Todos los argumentos en contra del matrimonio civil igualitario en un Estado laico carecen de fundamento. Son un cúmulo de temores infundados, no se basan en datos —son tan ligeros que su propia enunciación es endeble. Es decir, son argumentos bañados —y viciados— de oscuridad.

La primera aprobación del matrimonio igualitario fue hace más de una década. En 2004, el estado de Massachusetts, en Estados Unidos, lo aprobó. En 2015, la Corte Suprema de Estados Unidos lo volvió legal en toda la Unión. Según los enemigos de la igualdad, esa medida supondría el fin de la familia. Pero eso no ha sucedido. De hecho, si algo ha pasado es que los matrimonios estadounidenses se divorcian menos que hace treinta años, y que las uniones que cumplen diez años o más han subido. En Argentina, se aprobó en 2010. Dos años después, en ese país se casó menos gente que en los veintidós años anteriores, y los divorcios bajaron también, en la misma proporción que los casamientos. Oponerse al matrimonio igualitario es darle rienda suelta al capricho de que la ley sea al gusto personal.
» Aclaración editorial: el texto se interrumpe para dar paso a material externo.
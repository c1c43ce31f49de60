//! Raw tabular data
//!
//! Both the uploaded input dataset and the explanation table returned by the model are plain
//! tables of named columns. Cells are kept untyped until a consumer asks for a numeric view,
//! because the same table mixes feature names, labels and numbers.
use std::fmt;
use std::io::Read;

use csv::ReaderBuilder;
use ndarray::Array1;

use crate::error::{Error, Result};

/// A single untyped cell
#[derive(Clone, Debug, PartialEq)]
pub enum Cell {
    Null,
    Number(f64),
    Text(String),
}

impl Cell {
    /// Parse a raw textual value, as it appears in a CSV file
    ///
    /// Empty strings become `Null`, anything that parses as a float becomes a `Number`.
    pub fn parse(raw: &str) -> Cell {
        let trimmed = raw.trim();
        if trimmed.is_empty() {
            Cell::Null
        } else if let Ok(value) = trimmed.parse::<f64>() {
            Cell::Number(value)
        } else {
            Cell::Text(raw.to_string())
        }
    }

    pub fn is_null(&self) -> bool {
        matches!(self, Cell::Null)
    }

    /// Numeric value of the cell, if any
    pub fn as_f64(&self) -> Option<f64> {
        match self {
            Cell::Number(value) => Some(*value),
            Cell::Text(text) => text.trim().parse().ok(),
            Cell::Null => None,
        }
    }

    /// Textual value of the cell, if it is a non-empty text
    pub fn as_text(&self) -> Option<&str> {
        match self {
            Cell::Text(text) if !text.is_empty() => Some(text),
            _ => None,
        }
    }
}

impl Default for Cell {
    fn default() -> Self {
        Cell::Null
    }
}

impl From<f64> for Cell {
    fn from(value: f64) -> Self {
        Cell::Number(value)
    }
}

impl From<&str> for Cell {
    fn from(value: &str) -> Self {
        Cell::Text(value.to_string())
    }
}

impl From<String> for Cell {
    fn from(value: String) -> Self {
        Cell::Text(value)
    }
}

impl<T: Into<Cell>> From<Option<T>> for Cell {
    fn from(value: Option<T>) -> Self {
        value.map(Into::into).unwrap_or(Cell::Null)
    }
}

impl fmt::Display for Cell {
    fn fmt(&self, f: &mut fmt::Formatter<'_>) -> fmt::Result {
        match self {
            Cell::Null => Ok(()),
            Cell::Number(value) => write!(f, "{}", value),
            Cell::Text(text) => write!(f, "{}", text),
        }
    }
}

/// A table of named columns with one `Vec<Cell>` per row
///
/// Every row has exactly as many cells as there are columns.
#[derive(Clone, Debug, PartialEq, Default)]
pub struct Frame {
    columns: Vec<String>,
    rows: Vec<Vec<Cell>>,
}

impl Frame {
    /// Create a new frame, checking that no row is ragged
    pub fn new<S: Into<String>>(columns: Vec<S>, rows: Vec<Vec<Cell>>) -> Result<Self> {
        let columns: Vec<String> = columns.into_iter().map(Into::into).collect();
        if let Some((row, cells)) = rows
            .iter()
            .enumerate()
            .find(|(_, cells)| cells.len() != columns.len())
        {
            return Err(Error::RaggedRow {
                row,
                expected: columns.len(),
                found: cells.len(),
            });
        }

        Ok(Frame { columns, rows })
    }

    pub(crate) fn from_parts(columns: Vec<String>, rows: Vec<Vec<Cell>>) -> Self {
        debug_assert!(rows.iter().all(|cells| cells.len() == columns.len()));
        Frame { columns, rows }
    }

    /// Read a frame from CSV bytes with a header row
    pub fn from_csv<R: Read>(csv: R) -> Result<Self> {
        let mut reader = ReaderBuilder::new().has_headers(true).from_reader(csv);
        let columns = reader
            .headers()?
            .iter()
            .map(|name| name.trim().to_string())
            .collect::<Vec<_>>();

        let mut rows = Vec::new();
        for record in reader.records() {
            rows.push(record?.iter().map(Cell::parse).collect());
        }

        Frame::new(columns, rows)
    }

    pub fn columns(&self) -> &[String] {
        &self.columns
    }

    pub fn rows(&self) -> &[Vec<Cell>] {
        &self.rows
    }

    pub fn nrows(&self) -> usize {
        self.rows.len()
    }

    pub fn ncols(&self) -> usize {
        self.columns.len()
    }

    pub fn is_empty(&self) -> bool {
        self.rows.is_empty()
    }

    /// Cell at `(row, column)` by position
    pub fn cell(&self, row: usize, column: usize) -> Option<&Cell> {
        self.rows.get(row).and_then(|cells| cells.get(column))
    }

    /// Position of the column called `name`
    pub fn column_index(&self, name: &str) -> Result<usize> {
        self.columns
            .iter()
            .position(|column| column == name)
            .ok_or_else(|| Error::UnknownColumn(name.to_string()))
    }

    /// Read the column called `name` as numbers
    ///
    /// Null cells become `NaN`, any other non-numeric cell is an error.
    pub fn numeric_column(&self, name: &str) -> Result<Array1<f64>> {
        let idx = self.column_index(name)?;
        self.rows
            .iter()
            .enumerate()
            .map(|(row, cells)| match &cells[idx] {
                Cell::Null => Ok(f64::NAN),
                cell => cell.as_f64().ok_or_else(|| Error::MalformedCell {
                    row,
                    column: name.to_string(),
                }),
            })
            .collect::<Result<Vec<_>>>()
            .map(Array1::from)
    }

    /// Names of the columns which hold at least one number and nothing but numbers or nulls
    pub fn numeric_columns(&self) -> Vec<&str> {
        self.columns
            .iter()
            .enumerate()
            .filter(|(idx, _)| {
                let mut cells = self.rows.iter().map(|cells| &cells[*idx]);
                let all_numeric = cells
                    .clone()
                    .all(|cell| cell.is_null() || cell.as_f64().is_some());
                all_numeric && cells.any(|cell| !cell.is_null())
            })
            .map(|(_, name)| name.as_str())
            .collect()
    }

    /// Create a new frame holding the rows at `indices`, in that order
    ///
    /// **Panics** if an index is out of bounds.
    pub fn select_rows(&self, indices: &[usize]) -> Frame {
        Frame {
            columns: self.columns.clone(),
            rows: indices.iter().map(|&idx| self.rows[idx].clone()).collect(),
        }
    }
}

#[cfg(test)]
mod tests {
    use super::*;
    use approx::assert_abs_diff_eq;
    use ndarray::array;

    #[test]
    fn parse_cells() {
        assert_eq!(Cell::parse(""), Cell::Null);
        assert_eq!(Cell::parse("  "), Cell::Null);
        assert_eq!(Cell::parse("1.5"), Cell::Number(1.5));
        assert_eq!(Cell::parse("age"), Cell::Text("age".into()));
        assert_eq!(Cell::from(Option::<f64>::None), Cell::Null);
        assert_eq!(Cell::Text("2".into()).as_f64(), Some(2.0));
        assert_eq!(Cell::Text(String::new()).as_text(), None);
    }

    #[test]
    fn ragged_rows_are_rejected() {
        let res = Frame::new(
            vec!["a", "b"],
            vec![vec![1.0.into(), 2.0.into()], vec![1.0.into()]],
        );
        assert!(matches!(
            res,
            Err(Error::RaggedRow {
                row: 1,
                expected: 2,
                found: 1
            })
        ));
    }

    #[test]
    fn read_csv() {
        let data = "x,y,name\n1,2.5,a\n3,,b\n";
        let frame = Frame::from_csv(data.as_bytes()).unwrap();

        assert_eq!(frame.columns(), &["x", "y", "name"]);
        assert_eq!(frame.nrows(), 2);
        assert_eq!(frame.numeric_columns(), vec!["x", "y"]);
        assert_eq!(frame.numeric_column("x").unwrap(), array![1., 3.]);

        let y = frame.numeric_column("y").unwrap();
        assert_abs_diff_eq!(y[0], 2.5);
        assert!(y[1].is_nan());

        assert!(matches!(
            frame.numeric_column("name"),
            Err(Error::MalformedCell { row: 0, .. })
        ));
        assert!(matches!(
            frame.numeric_column("z"),
            Err(Error::UnknownColumn(_))
        ));
    }

    #[test]
    fn select_rows_keeps_order() {
        let frame = Frame::new(
            vec!["x"],
            (0..5).map(|i| vec![Cell::Number(i as f64)]).collect(),
        )
        .unwrap();
        let selected = frame.select_rows(&[3, 0, 4]);
        assert_eq!(selected.numeric_column("x").unwrap(), array![3., 0., 4.]);
    }
}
Los argumentos sobre la paternidad homoparental también carecen de sustento. Varios estudios han encontrado algo que parece una verdad de perogrullo: no hay una diferencia de conducta sustancial entre los hijos de padres heterosexuales y los de padres del mismo sexo. A la larga, se trata de algo más o menos evidente: ser heterosexual u homosexual no es una garantía, ni un impedimento, para ser buen padre.
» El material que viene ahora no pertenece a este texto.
//! Prediction explanations
//!
//! An explanation table holds one row per scored instance. Each row starts with a few score
//! columns, which depend on the task type, followed by `n_reasons` reason slots of
//! [`REASON_STRIDE`] columns each:
//!
//! | offset | column |
//! | --- | --- |
//! | `+0` | `reason_{i}_feature` |
//! | `+1` | `reason_{i}_feature_value` |
//! | `+2` | `reason_{i}_label` |
//! | `+3` | `reason_{i}_qualitative_strength` |
//! | `+4` | `reason_{i}_strength` |
//!
//! Regression rows carry `row_id, prediction` in front of the first slot, binary rows carry
//! `row_id, prediction, class_0_label, class_0_probability, class_1_label, class_1_probability`.
use std::fmt;
use std::str::FromStr;

use ndarray::Array1;
#[cfg(feature = "serde")]
use serde_crate::{Deserialize, Serialize};

use crate::error::{Error, Result};
use crate::frame::{Cell, Frame};

/// Column of the first reason slot in regression rows
pub const REGRESSION_REASON_OFFSET: usize = 2;
/// Column of the first reason slot in binary classification rows
pub const BINARY_REASON_OFFSET: usize = 6;
/// Number of columns between two successive reason slots
pub const REASON_STRIDE: usize = 5;
/// Position of the feature name inside a reason slot
pub const REASON_NAME_OFFSET: usize = 0;
/// Position of the strength inside a reason slot
pub const REASON_STRENGTH_OFFSET: usize = 4;
/// Number of reasons requested per row unless configured otherwise
pub const DEFAULT_N_REASONS: usize = 5;

const REGRESSION_SCORE_COLUMNS: [&str; 2] = ["row_id", "prediction"];
const BINARY_SCORE_COLUMNS: [&str; 6] = [
    "row_id",
    "prediction",
    "class_0_label",
    "class_0_probability",
    "class_1_label",
    "class_1_probability",
];
const REASON_COLUMN_SUFFIXES: [&str; REASON_STRIDE] = [
    "feature",
    "feature_value",
    "label",
    "qualitative_strength",
    "strength",
];

/// Kind of model which produced the explanations
#[cfg_attr(
    feature = "serde",
    derive(Serialize, Deserialize),
    serde(crate = "serde_crate")
)]
#[derive(Clone, Copy, Debug, PartialEq, Eq, Hash)]
pub enum TaskType {
    Regression,
    Binary,
}

impl TaskType {
    /// Column of the first reason slot in the raw row layout
    pub fn reason_offset(self) -> usize {
        match self {
            TaskType::Regression => REGRESSION_REASON_OFFSET,
            TaskType::Binary => BINARY_REASON_OFFSET,
        }
    }

    /// Name of the column holding the model score
    pub fn score_column(self) -> &'static str {
        match self {
            TaskType::Regression => "prediction",
            TaskType::Binary => "class_1_probability",
        }
    }

    fn score_columns(self) -> &'static [&'static str] {
        match self {
            TaskType::Regression => &REGRESSION_SCORE_COLUMNS,
            TaskType::Binary => &BINARY_SCORE_COLUMNS,
        }
    }
}

impl FromStr for TaskType {
    type Err = Error;

    fn from_str(s: &str) -> Result<Self> {
        match s {
            "Regression" => Ok(TaskType::Regression),
            "Binary" => Ok(TaskType::Binary),
            other => Err(Error::InvalidParameter(format!(
                "unsupported target type `{}`",
                other
            ))),
        }
    }
}

impl fmt::Display for TaskType {
    fn fmt(&self, f: &mut fmt::Formatter<'_>) -> fmt::Result {
        match self {
            TaskType::Regression => write!(f, "Regression"),
            TaskType::Binary => write!(f, "Binary"),
        }
    }
}

/// One ranked reason of a prediction
#[derive(Clone, Debug, PartialEq)]
pub struct Reason {
    pub feature_name: String,
    pub feature_value: Cell,
    pub qualitative_strength: Option<String>,
    pub strength: f64,
}

impl Reason {
    pub fn new<S: Into<String>, V: Into<Cell>>(feature_name: S, feature_value: V, strength: f64) -> Self {
        Reason {
            feature_name: feature_name.into(),
            feature_value: feature_value.into(),
            qualitative_strength: None,
            strength,
        }
    }

    pub fn qualitative_strength<S: Into<String>>(mut self, qualitative_strength: S) -> Self {
        self.qualitative_strength = Some(qualitative_strength.into());
        self
    }
}

/// Typed view of one explanation row
///
/// `prediction` is populated for regression models, `class_1_probability` for binary ones.
/// Reasons are ordered by descending importance.
#[derive(Clone, Debug, PartialEq, Default)]
pub struct ExplanationRow {
    pub row_id: usize,
    pub prediction: Option<f64>,
    pub class_1_probability: Option<f64>,
    pub reasons: Vec<Reason>,
}

/// The raw table of explanation rows
#[derive(Clone, Debug, PartialEq, Default)]
pub struct ExplanationTable(Frame);

impl ExplanationTable {
    pub fn new(frame: Frame) -> Self {
        ExplanationTable(frame)
    }

    /// Lay typed rows out in the raw layout of `task`
    ///
    /// Rows with fewer than `n_reasons` reasons get null slots, extra reasons are dropped.
    pub fn from_rows(task: TaskType, n_reasons: usize, rows: &[ExplanationRow]) -> Self {
        let mut columns: Vec<String> = task
            .score_columns()
            .iter()
            .map(|name| name.to_string())
            .collect();
        for slot in 0..n_reasons {
            columns.extend(
                REASON_COLUMN_SUFFIXES
                    .iter()
                    .map(|suffix| format!("reason_{}_{}", slot, suffix)),
            );
        }

        let rows = rows
            .iter()
            .map(|row| {
                let mut cells = Vec::with_capacity(columns.len());
                cells.push(Cell::Number(row.row_id as f64));
                cells.push(row.prediction.into());
                if task == TaskType::Binary {
                    cells.push("0".into());
                    cells.push(row.class_1_probability.map(|p| 1. - p).into());
                    cells.push("1".into());
                    cells.push(row.class_1_probability.into());
                }
                for slot in 0..n_reasons {
                    match row.reasons.get(slot) {
                        Some(reason) => {
                            cells.push(reason.feature_name.as_str().into());
                            cells.push(reason.feature_value.clone());
                            cells.push(Cell::Null);
                            cells.push(reason.qualitative_strength.clone().into());
                            cells.push(reason.strength.into());
                        }
                        None => cells.extend((0..REASON_STRIDE).map(|_| Cell::Null)),
                    }
                }
                cells
            })
            .collect();

        // every row is built with exactly `columns.len()` cells
        ExplanationTable(Frame::from_parts(columns, rows))
    }

    pub fn frame(&self) -> &Frame {
        &self.0
    }

    pub fn into_frame(self) -> Frame {
        self.0
    }

    pub fn nrows(&self) -> usize {
        self.0.nrows()
    }

    pub fn is_empty(&self) -> bool {
        self.0.is_empty()
    }

    /// Model score of every row for the given task
    ///
    /// Unlike display columns, scores must be present in every row.
    pub fn score(&self, task: TaskType) -> Result<Array1<f64>> {
        let column = task.score_column();
        let scores = self.0.numeric_column(column)?;
        match scores.iter().position(|score| score.is_nan()) {
            Some(row) => Err(Error::MalformedCell {
                row,
                column: column.to_string(),
            }),
            None => Ok(scores),
        }
    }
}

impl From<Frame> for ExplanationTable {
    fn from(frame: Frame) -> Self {
        ExplanationTable(frame)
    }
}

/// Identifies the model whose predictions are explained
#[cfg_attr(
    feature = "serde",
    derive(Serialize, Deserialize),
    serde(crate = "serde_crate")
)]
#[derive(Clone, Debug, PartialEq, Eq, Hash)]
pub struct ModelRef {
    pub project_id: String,
    pub model_id: String,
}

impl ModelRef {
    pub fn new<S: Into<String>, T: Into<String>>(project_id: S, model_id: T) -> Self {
        ModelRef {
            project_id: project_id.into(),
            model_id: model_id.into(),
        }
    }
}

/// Source of explanation rows
///
/// Computing explanations may take arbitrarily long. Implementations wait for completion
/// themselves and report failures as [`Error::ExplanationUnavailable`].
pub trait ExplanationSource {
    fn get_explanations(
        &self,
        model: &ModelRef,
        dataset: &Frame,
        n_reasons: usize,
    ) -> Result<ExplanationTable>;
}

impl<F> ExplanationSource for F
where
    F: Fn(&ModelRef, &Frame, usize) -> Result<ExplanationTable>,
{
    fn get_explanations(
        &self,
        model: &ModelRef,
        dataset: &Frame,
        n_reasons: usize,
    ) -> Result<ExplanationTable> {
        self(model, dataset, n_reasons)
    }
}

#[cfg(test)]
mod tests {
    use super::*;
    use ndarray::array;

    fn rows() -> Vec<ExplanationRow> {
        vec![
            ExplanationRow {
                row_id: 0,
                prediction: Some(1.),
                class_1_probability: Some(0.75),
                reasons: vec![
                    Reason::new("age", 31., 0.5).qualitative_strength("++"),
                    Reason::new("income", 1000., -0.25),
                ],
            },
            ExplanationRow {
                row_id: 1,
                prediction: Some(0.),
                class_1_probability: Some(0.25),
                reasons: vec![Reason::new("income", 20., 0.125)],
            },
        ]
    }

    #[test]
    fn offsets_follow_layout() {
        assert_eq!(TaskType::Regression.reason_offset(), 2);
        assert_eq!(TaskType::Binary.reason_offset(), 6);
        // typed rows are laid out with the score columns in front of the first slot
        for task in [TaskType::Regression, TaskType::Binary] {
            assert_eq!(task.score_columns().len(), task.reason_offset());
            let table = ExplanationTable::from_rows(task, 1, &rows());
            assert_eq!(table.frame().columns()[task.reason_offset()], "reason_0_feature");
        }
        assert_eq!("Binary".parse::<TaskType>().unwrap(), TaskType::Binary);
        assert!("Multiclass".parse::<TaskType>().is_err());
    }

    #[test]
    fn binary_layout() {
        let table = ExplanationTable::from_rows(TaskType::Binary, 3, &rows());
        let frame = table.frame();

        assert_eq!(frame.ncols(), 6 + 3 * REASON_STRIDE);
        assert_eq!(frame.columns()[6], "reason_0_feature");
        assert_eq!(frame.columns()[10], "reason_0_strength");
        assert_eq!(frame.columns()[11], "reason_1_feature");
        assert_eq!(frame.cell(0, 6), Some(&Cell::Text("age".into())));
        assert_eq!(frame.cell(0, 9), Some(&Cell::Text("++".into())));
        assert_eq!(frame.cell(1, 11), Some(&Cell::Null));
        assert_eq!(table.score(TaskType::Binary).unwrap(), array![0.75, 0.25]);
    }

    #[test]
    fn regression_layout() {
        let table = ExplanationTable::from_rows(TaskType::Regression, 2, &rows());
        let frame = table.frame();

        assert_eq!(frame.ncols(), 2 + 2 * REASON_STRIDE);
        assert_eq!(frame.cell(1, 2), Some(&Cell::Text("income".into())));
        assert_eq!(frame.cell(1, 6), Some(&Cell::Number(0.125)));
        assert_eq!(table.score(TaskType::Regression).unwrap(), array![1., 0.]);
        assert!(matches!(
            table.score(TaskType::Binary),
            Err(Error::UnknownColumn(_))
        ));
    }

    #[test]
    fn missing_scores_are_rejected() {
        let mut rows = rows();
        rows[1].class_1_probability = None;
        let table = ExplanationTable::from_rows(TaskType::Binary, 1, &rows);
        assert!(matches!(
            table.score(TaskType::Binary),
            Err(Error::MalformedCell { row: 1, .. })
        ));
    }

    #[test]
    fn closures_are_sources() {
        let source = |_: &ModelRef, _: &Frame, n_reasons: usize| -> Result<ExplanationTable> {
            Ok(ExplanationTable::from_rows(TaskType::Binary, n_reasons, &rows()))
        };
        let table = source
            .get_explanations(&ModelRef::new("p", "m"), &Frame::default(), 2)
            .unwrap();
        assert_eq!(table.nrows(), 2);
    }
}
Lo que debemos buscar es que nuestros hijos eviten crecer con prejuicios retrógrados. De hecho, el movimiento por el matrimonio igualitario lo inició una niña: Annie Goodridge. Cuando tenía 4 años, Annie —después de leer un libro sobre cómo la gente se quiere— le dijo a su mamá Julie que ella y su pareja Hillary no se amaban: “No puede ser” —les dijo— “No están casadas”. Y aunque las dos mujeres se sentían cómodas con el estado de su relación, empezaron a cuestionarse si la ceremonia simbólica que habían hecho en su patio hacía algunos años era suficiente. Por supuesto, no tardaron en darse cuenta que no. El matrimonio civil es un contrato que incluye una serie de garantías y reglas que definen la vida —y hasta la muerte— de nuestras parejas. Lo que para los heterosexuales es un hecho, algo dado por sentado, para las personas LGBTI era una incertidumbre. Muchas veces significaba firmar varios poderes y contratos civiles, a elevados costos. Otras veces era hacer visitas humillantes a dependencias públicas donde eran maltratados por funcionarios discriminadores. Todo eso se acabó, hace trece años, en Massachusetts.

Es hora de que esa ciudadanía de segunda clase se acabe en Ecuador. Es hora de que los gestos de la semana pasada se traduzcan en una agenda legislativa: es hora de que se empiece a discutir la ley de matrimonio igualitario que se aprobará en el Ecuador.